Breaking Handycipher – the method

Decryption keys

[Update – this post from 19 June 2014 applies to v1.3 of the Cipher – the 20th April 2014 publication.  Find that on the IACR archive.   The original link now (July 2014) points to version 2.1, which has been updated in the light of this attack method.]

To cut straight to the chase, the decryption keys for the challenge messages in the Handycipher paper are (with space represented by ^):

C1/M1 : “LFPTDWXCYS^UIEKVR?-QBGHO,ZNMJ.A”
C2/M2 : “GVTZBK.^WQLR?-FMD,AOPXNSJICYEUH”

and the decryptions are in my last post. Refer to that instead if you don’t want method spoilers.

Solution method.

The first point to exploit is that nulls stand as singletons and cannot abut nulls. Using this fact, a relatively simple piece of computer code can effectively determine which of the 30 characters are the five nulls, given a reasonable length of ciphertext. There are five selections from thirty = 142,506 possible groups of five nulls, and a computer can quickly (seconds) test all of them, excluding those that are impossible. For plaintext of length 506 characters (the size of the ‘challenge’ texts in the paper) experiment suggests 10 or 20 possibilities usually remain. For text of length 1000 characters, there is usually only one possibility. Interestingly the challenge texts are helpfully limited to two (for C1) or just one (for C2) possibilities, making them (presumably by chance) slightly easier to decode, albeit that, in my test examples where there are a dozen possible solutions, they are usually closely clustered – e.g. three of five letters are common to all possibilities.

The analysis is slightly complicated by the existence of a run of about 85 characters at an unknown position in the ciphertext encoded by a different cipher (and hence invalidating the characteristics sought) – this is the encoding of the key. However performing the test using a running window excluding a group of this size allows the analysis to continue (albeit taking longer). This process has the beneficial side-effect of largely locating the inserted key, which could be attacked, or simply temporarily removed to continue the analysis on the text. Compute time so far is still a few minutes at worst and could be improved.

The second exploitable point is that adjacent letters in the cipher text have a greater than random chance of being in the same row, column or diagonal as each other, although we do not know which row, column etc or whether it is a row, column or diagonal (or even whether they actually are, it is only a statistical correlation).

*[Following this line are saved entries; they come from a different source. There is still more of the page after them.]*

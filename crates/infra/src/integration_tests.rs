//! Integration tests for the ledger and display policy over a shared store.
//!
//! Tests: CatalogService → PosStore ← ReceiptLedger
//!
//! Verifies:
//! - Receipts are indexed in submission order and priced by the event calculator
//! - Batches are all-or-nothing
//! - Display changes never orphan sold items
//! - Deletes are scoped to one event

use std::sync::Arc;

use chrono::NaiveDate;

use kiradopay_catalog::{EventUpdate, NewEvent, NewItem};
use kiradopay_core::{DomainError, EventCode, ItemCode, LocalReceiptId, ReceiptId, UserId};
use kiradopay_ledger::{ReceiptInput, RecordInput};

use crate::catalog::CatalogService;
use crate::ledger::ReceiptLedger;
use crate::store::InMemoryPosStore;

const BUNDLE: &str = r#"
    const a = state.A?.count ?? 0;
    const b = state.B?.count ?? 0;
    return a * 500 + b * 300;
"#;

fn code(s: &str) -> ItemCode {
    ItemCode::parse(s).unwrap()
}

fn cashier() -> UserId {
    UserId::new("cashier-1")
}

fn line(item: &str, count: i64) -> RecordInput {
    RecordInput {
        item_code: code(item),
        count,
        dedication: false,
    }
}

fn setup() -> (
    CatalogService<Arc<InMemoryPosStore>>,
    ReceiptLedger<Arc<InMemoryPosStore>>,
) {
    let store = Arc::new(InMemoryPosStore::new());
    (CatalogService::new(store.clone()), ReceiptLedger::new(store))
}

async fn create_event(catalog: &CatalogService<Arc<InMemoryPosStore>>, event: &str, items: &[&str]) -> EventCode {
    for item in items {
        let input = NewItem {
            code: code(item),
            name: format!("Item {item}"),
            picture: String::new(),
        };
        // Items are catalog-wide; a second event may reuse them.
        let _ = catalog.create_item(input).await;
    }
    let created = catalog
        .create_event(NewEvent {
            code: EventCode::parse(event).unwrap(),
            name: format!("Event {event}"),
            date: NaiveDate::from_ymd_opt(2024, 11, 3).unwrap(),
            calculator: Some(BUNDLE.to_string()),
        })
        .await
        .unwrap();
    catalog
        .set_display(&created.code, items.iter().map(|i| code(i)).collect())
        .await
        .unwrap();
    created.code
}

/// Price lines with the event's calculator, as a register would.
async fn priced(
    catalog: &CatalogService<Arc<InMemoryPosStore>>,
    event: &EventCode,
    records: Vec<RecordInput>,
) -> ReceiptInput {
    let mut input = ReceiptInput {
        total: 0,
        client_id: None,
        records,
    };
    let calculator = catalog.get_event(event).await.unwrap().calculator().unwrap();
    input.total = calculator.evaluate(&input.calculator_state()).unwrap().round() as i64;
    input
}

#[tokio::test]
async fn expo_receipt_keeps_line_order_and_calculated_total() {
    let (catalog, ledger) = setup();
    let event = create_event(&catalog, "EXPO24", &["A", "B"]).await;

    let input = priced(&catalog, &event, vec![line("A", 2), line("B", 1)]).await;
    let created = ledger
        .create_receipts(&event, &cashier(), vec![input])
        .await
        .unwrap();

    assert_eq!(created.len(), 1);
    let receipt = &created[0];
    assert_eq!(receipt.total, 1300);
    assert_eq!(receipt.user_id, cashier());
    assert_eq!(receipt.records.len(), 2);
    assert_eq!((receipt.records[0].item_code.as_str(), receipt.records[0].count, receipt.records[0].index), ("A", 2, 0));
    assert_eq!((receipt.records[1].item_code.as_str(), receipt.records[1].count, receipt.records[1].index), ("B", 1, 1));

    let listed = ledger.list_receipts(&event).await.unwrap();
    assert_eq!(listed, created);
}

#[tokio::test]
async fn batch_with_undisplayed_item_persists_nothing() {
    let (catalog, ledger) = setup();
    let event = create_event(&catalog, "EXPO24", &["A", "B"]).await;

    let good = priced(&catalog, &event, vec![line("A", 1)]).await;
    let bad = ReceiptInput {
        total: 0,
        client_id: None,
        records: vec![line("Z", 1)],
    };
    let err = ledger
        .create_receipts(&event, &cashier(), vec![good, bad])
        .await
        .unwrap_err();
    match err {
        DomainError::Conflict(msg) => assert!(msg.contains("Z")),
        other => panic!("Expected Conflict error, got {other:?}"),
    }
    assert!(ledger.list_receipts(&event).await.unwrap().is_empty());
}

#[tokio::test]
async fn delete_counts_only_existing_receipts_of_the_event() {
    let (catalog, ledger) = setup();
    let expo = create_event(&catalog, "EXPO24", &["A"]).await;
    let fair = create_event(&catalog, "FAIR24", &["A"]).await;

    let batch = vec![
        priced(&catalog, &expo, vec![line("A", 1)]).await,
        priced(&catalog, &expo, vec![line("A", 2)]).await,
    ];
    let created = ledger.create_receipts(&expo, &cashier(), batch).await.unwrap();
    let other = ledger
        .create_receipts(&fair, &cashier(), vec![priced(&catalog, &fair, vec![line("A", 3)]).await])
        .await
        .unwrap();

    let ids = [created[0].id, created[1].id, ReceiptId::new()];
    assert_eq!(ledger.delete_receipts(&expo, &ids).await.unwrap(), 2);
    assert!(ledger.list_receipts(&expo).await.unwrap().is_empty());

    // Ids of another event are ignored, not errored.
    assert_eq!(ledger.delete_receipts(&expo, &[other[0].id]).await.unwrap(), 0);
    assert_eq!(ledger.list_receipts(&fair).await.unwrap(), other);
    assert_eq!(ledger.delete_receipts(&expo, &[]).await.unwrap(), 0);
}

#[tokio::test]
async fn set_display_twice_is_a_noop() {
    let (catalog, _) = setup();
    let event = create_event(&catalog, "EXPO24", &["A", "B"]).await;

    let first = catalog.get_event(&event).await.unwrap();
    let second = catalog
        .set_display(&event, vec![code("A"), code("B")])
        .await
        .unwrap();
    assert_eq!(first, second);
}

#[tokio::test]
async fn removing_a_sold_item_conflicts_and_keeps_display() {
    let (catalog, ledger) = setup();
    let event = create_event(&catalog, "EXPO24", &["A", "B"]).await;
    let input = priced(&catalog, &event, vec![line("B", 1)]).await;
    ledger.create_receipts(&event, &cashier(), vec![input]).await.unwrap();

    let err = catalog.set_display(&event, vec![code("A")]).await.unwrap_err();
    match err {
        DomainError::Conflict(msg) => assert_eq!(msg, "item already sold: B"),
        other => panic!("Expected Conflict error, got {other:?}"),
    }
    let event = catalog.get_event(&event).await.unwrap();
    assert_eq!(event.item_codes(), vec![code("A"), code("B")]);

    // Unsold items can still be removed.
    let updated = catalog.set_display(&event.code, vec![code("B")]).await.unwrap();
    assert_eq!(updated.item_codes(), vec![code("B")]);
}

#[tokio::test]
async fn duplicate_client_id_is_a_conflict() {
    let (catalog, ledger) = setup();
    let event = create_event(&catalog, "EXPO24", &["A"]).await;

    let mut input = priced(&catalog, &event, vec![line("A", 1)]).await;
    input.client_id = Some(LocalReceiptId::new());
    ledger
        .create_receipts(&event, &cashier(), vec![input.clone()])
        .await
        .unwrap();

    let err = ledger
        .create_receipts(&event, &cashier(), vec![input])
        .await
        .unwrap_err();
    match err {
        DomainError::Conflict(msg) => assert_eq!(msg, "receipt already submitted"),
        other => panic!("Expected Conflict error, got {other:?}"),
    }
    assert_eq!(ledger.list_receipts(&event).await.unwrap().len(), 1);
}

#[tokio::test]
async fn renaming_an_event_carries_receipts_and_display() {
    let (catalog, ledger) = setup();
    let event = create_event(&catalog, "EXPO24", &["A"]).await;
    create_event(&catalog, "FAIR24", &["A"]).await;
    let input = priced(&catalog, &event, vec![line("A", 1)]).await;
    ledger.create_receipts(&event, &cashier(), vec![input]).await.unwrap();

    let taken = EventUpdate {
        code: Some(EventCode::parse("FAIR24").unwrap()),
        ..EventUpdate::default()
    };
    match catalog.update_event(&event, taken).await.unwrap_err() {
        DomainError::Conflict(msg) => assert_eq!(msg, "code already in use"),
        other => panic!("Expected Conflict error, got {other:?}"),
    }

    let renamed = EventCode::parse("EXPO25").unwrap();
    let update = EventUpdate {
        code: Some(renamed.clone()),
        ..EventUpdate::default()
    };
    let updated = catalog.update_event(&event, update).await.unwrap();
    assert_eq!(updated.code, renamed);
    assert_eq!(updated.item_codes(), vec![code("A")]);
    assert_eq!(ledger.list_receipts(&renamed).await.unwrap().len(), 1);
    assert!(matches!(
        ledger.list_receipts(&event).await,
        Err(DomainError::NotFound(_))
    ));
}

#[tokio::test]
async fn receipts_are_listed_in_creation_order() {
    let (catalog, ledger) = setup();
    let event = create_event(&catalog, "EXPO24", &["A", "B"]).await;

    let mut created = Vec::new();
    for count in 1..=3 {
        let input = priced(&catalog, &event, vec![line("B", count), line("A", 1)]).await;
        created.extend(ledger.create_receipts(&event, &cashier(), vec![input]).await.unwrap());
    }

    let listed = ledger.list_receipts(&event).await.unwrap();
    let listed_ids: Vec<_> = listed.iter().map(|r| r.id).collect();
    let created_ids: Vec<_> = created.iter().map(|r| r.id).collect();
    assert_eq!(listed_ids, created_ids);
    assert!(listed.iter().all(|r| r.records[0].item_code == code("B")));
}
//! HTTP API: server, routing, and request/response mapping.

pub mod app;
pub mod config;
pub mod context;
pub mod middleware;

By using the identified nulls to delimit the text, we obtain the remaining adjacent pairs of letters. A pair of letters that appears in the list has an approximately 60% chance of lying in the same row, column or diagonal compared to a 40% chance if randomly selected. This difference can be exploited (as can the fact that a repeated pair is even more likely to be related).

A Monte-Carlo hill-climbing optimisation was now used to select the key-matrix with the maximum likelihood, based on the above assumptions about the probabilities of pairs lying in a line. Importantly experiments for the plain text size of the challenge messages (506 characters) showed that greater than 80% converged to the correct solution within a few hundred replications (hill-climb restarts), and importantly and unusually, none found a solution with a better likelihood. Hence the method is highly robust. This is important for an intermediate step in the break, where there is no other confidence that the correct avenue is being pursued.

When used in anger, on an unknown ciphertext, it is clearly unknown whether the solution is correct and exact (80+%) or wrong, but extra replications may suffice to resolve this. This has not been examined, and it might alternatively be the case that some key-text combinations do not lead to convergence, however a cipher where 80% of messages (of length 506) can be broken is broken anyway.

The optimisation can take some time – perhaps an hour for certainty.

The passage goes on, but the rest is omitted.